Uric acid urolithiasis constitutes approximately 7-10% of all urinary stones. Previous studies have revealed that patients with gout do not equally have uric acid stones. Instead, the risk of gout in patients with uric acid stones remains controversial. This study aimed to investigate whether there is different associated risk of gout for diabetes mellitus (DM) and non-diabetes patients with uric acid urolithiasis. Therefore, we examined all baseline chemistries to determine any risk factors or protective factors related to developing gout in patients with uric acid stones. Ninety-nine patients from a single medical center, who had a uric acid component in their stone specimen were enrolled and their medical records were reviewed retrospectively between January 2010 and December 2016. All patients were divided into gout and non-gout groups. Gout was confirmed in 24 patients in this study (24.2%). The proportion of DM was significantly higher in the non-gout group (34.7%) than in the gout group (4.3%, p < 0.05).

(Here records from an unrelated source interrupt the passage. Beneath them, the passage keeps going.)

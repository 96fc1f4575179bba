//! Settings routes - Configuration display

pub mod page;

pub use page::page_settings;
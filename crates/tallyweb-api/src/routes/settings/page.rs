//! Settings page rendering - Full page endpoints

use tallyweb_config::LedgerMode;
use tallyweb_utils::escape_html;

use crate::AppState;

pub async fn page_settings(
    state: axum::extract::State<AppState>,
    headers: axum::http::HeaderMap,
) -> axum::response::Html<String> {
    let config = &state.config;
    let cookie_id = crate::session_id_from_headers(&headers, &config.session.cookie_name);
    let (active_sessions, session_started) = {
        let sessions = state.sessions.read().await;
        let started = cookie_id
            .as_deref()
            .and_then(|id| sessions.get(id))
            .map(|session| session.created_at.format("%Y-%m-%d %H:%M:%S UTC").to_string());
        (sessions.len(), started)
    };

    let mode_label = match config.ledger.mode {
        LedgerMode::Totals => "累積總額",
        LedgerMode::Log => "逐筆記錄",
    };

    let inner_content = format!(
        r#"<div class='mb-6'><h2 class='text-2xl font-bold'>設定</h2></div>
        <div class='bg-white rounded-xl shadow-sm p-6 mb-6'>
            <h3 class='text-lg font-semibold mb-4'>伺服器設定</h3>
            <div class='grid grid-cols-2 gap-4 mb-4'>
                <div><p class='text-sm text-gray-500'>主機位址</p><p class='font-medium'>{}</p></div>
                <div><p class='text-sm text-gray-500'>連接埠</p><p class='font-medium'>{}</p></div>
            </div>
        </div>
        <div class='bg-white rounded-xl shadow-sm p-6 mb-6'>
            <h3 class='text-lg font-semibold mb-4'>帳本設定</h3>
            <div class='grid grid-cols-2 gap-4 mb-4'>
                <div><p class='text-sm text-gray-500'>記錄方式</p><p class='font-medium'>{} ({})</p></div>
                <div><p class='text-sm text-gray-500'>商品編號範圍</p><p class='font-medium'>0 - 99</p></div>
            </div>
        </div>
        <div class='bg-white rounded-xl shadow-sm p-6 mb-6'>
            <h3 class='text-lg font-semibold mb-4'>工作階段</h3>
            <div class='grid grid-cols-2 gap-4 mb-4'>
                <div><p class='text-sm text-gray-500'>Cookie 名稱</p><p class='font-medium'>{}</p></div>
                <div><p class='text-sm text-gray-500'>閒置逾時</p><p class='font-medium'>{} 分鐘</p></div>
                <div><p class='text-sm text-gray-500'>工作階段上限</p><p class='font-medium'>{}</p></div>
                <div><p class='text-sm text-gray-500'>目前工作階段數</p><p class='font-medium'>{}</p></div>
                <div><p class='text-sm text-gray-500'>本次工作階段開始於</p><p class='font-medium'>{}</p></div>
            </div>
        </div>
        <div class='bg-white rounded-xl shadow-sm p-6'>
            <h3 class='text-lg font-semibold mb-4'>金額格式</h3>
            <div class='grid grid-cols-2 gap-4 mb-4'>
                <div><p class='text-sm text-gray-500'>貨幣符號</p><p class='font-medium'>{}</p></div>
                <div><p class='text-sm text-gray-500'>千分位符號</p><p class='font-medium'>{}</p></div>
            </div>
        </div>"#,
        escape_html(&config.server.host),
        config.server.port,
        mode_label,
        config.ledger.mode,
        escape_html(&config.session.cookie_name),
        config.session.idle_timeout_minutes,
        config.session.max_sessions,
        active_sessions,
        session_started.as_deref().unwrap_or("尚未開始"),
        escape_html(&config.currency.symbol),
        escape_html(&config.currency.thousands_separator),
    );

    axum::response::Html(crate::page_response(&headers, "設定", "/settings", &inner_content))
}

Renal function was decreased and serum triglyceride was higher in patients with gout. Uric acid urolithiasis patients with DM had a lower risk for gout (adjusted odds ratio: 0.08; 95% confidence interval (CI) = 0.01-0.61, p = 0.015). In 89 patients with predominant uric acid stones (>50% uric acid composition), the risk for gout was still lower in patients with diabetes than non-diabetes (adjusted odds ratio: 0.08; 95% confidence interval (CI) = 0.01-0.61, p = 0.015). These findings suggest that decreased risk of gout is found in uric acid urolithiasis patients with diabetes. Our results imply that patients with uric acid stones should have complete diabetes evaluation before the administration of uric acid controlling medication.